Fig. 2

Knockdown of IRF2 promoted ZIKV replication independent of type I IFN signaling. A549 cells were transfected with siIRF2 or siNC and infected with ZIKV at MOI of 0.5. After 24 h, IFNβ was added to appropriate wells to a final concentration of 100 IU/mL. Total RNAs and proteins were extracted 24 h later, and selected gene expression was tested by RT-qPCR (b, f, g) and western blot (a, c). The relative ZIKV production as affecting of siIRF2 and IFNβ were significantly different (siIRF2*IFNβ, P = 0.000, F = 919.4).
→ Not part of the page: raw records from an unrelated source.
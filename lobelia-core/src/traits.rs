//! Core trait definitions for the Lobelia toolkit.
//!
//! These traits split the record capability set into its contracts: payload
//! access, naming, rendering, summarizing, and content addressing. Record
//! types implement them individually; the transforming operations live in
//! the domain crate's `SeqOps` trait on top of these.

/// An ordered run of symbols (the payload of a record).
pub trait Symbols {
    /// The raw symbol bytes.
    fn as_symbols(&self) -> &[u8];

    /// Number of symbols.
    fn len(&self) -> usize {
        self.as_symbols().len()
    }

    /// Whether the payload is empty.
    fn is_empty(&self) -> bool {
        self.as_symbols().is_empty()
    }
}

/// A type that carries a human-readable name.
pub trait Named {
    /// The record's name.
    fn name(&self) -> &str;
}

/// A type that renders itself as a labeled multi-line report.
pub trait Render {
    /// One `Label: value` line per field, fixed order, no trailing newline.
    fn render(&self) -> String;
}

/// A type that can produce a summary of its contents.
pub trait Summarizable {
    /// A one-line summary suitable for display.
    fn summary(&self) -> String;
}

/// A type whose identity can be derived from its content via cryptographic hash.
pub trait ContentAddressable {
    /// Return the content hash as a hex string (e.g. SHA-256).
    fn content_hash(&self) -> String;
}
The relative ISG15 production as affecting of siIRF2 and IFNβ were significantly different (siIRF2*IFNβ, P = 0.012, F = 19.1). The relative IFIT1 production as affecting of siIRF2 and IFNβ were significantly different (siIRF2*IFNβ, P = 0.000, F = 224.4). 2FTGH and U5A cells were transfected with siIRF2 or siNC and infected with ZIKV (MOI = 0.5). After 24 h, mRNA expression of ZIKV-NS5 was examined with RT-qPCR (d, e). siIRF2 or siNC were transfected into A549 cells, IFNβ, ISG15 and IFIT1 RNA levels were extracted and examined with RT-qPCR at 24 h later (h, i, j). Data was shown as mean ± standard deviation representative of at least three independent experiments (t test, *P < 0.05; **P < 0.01)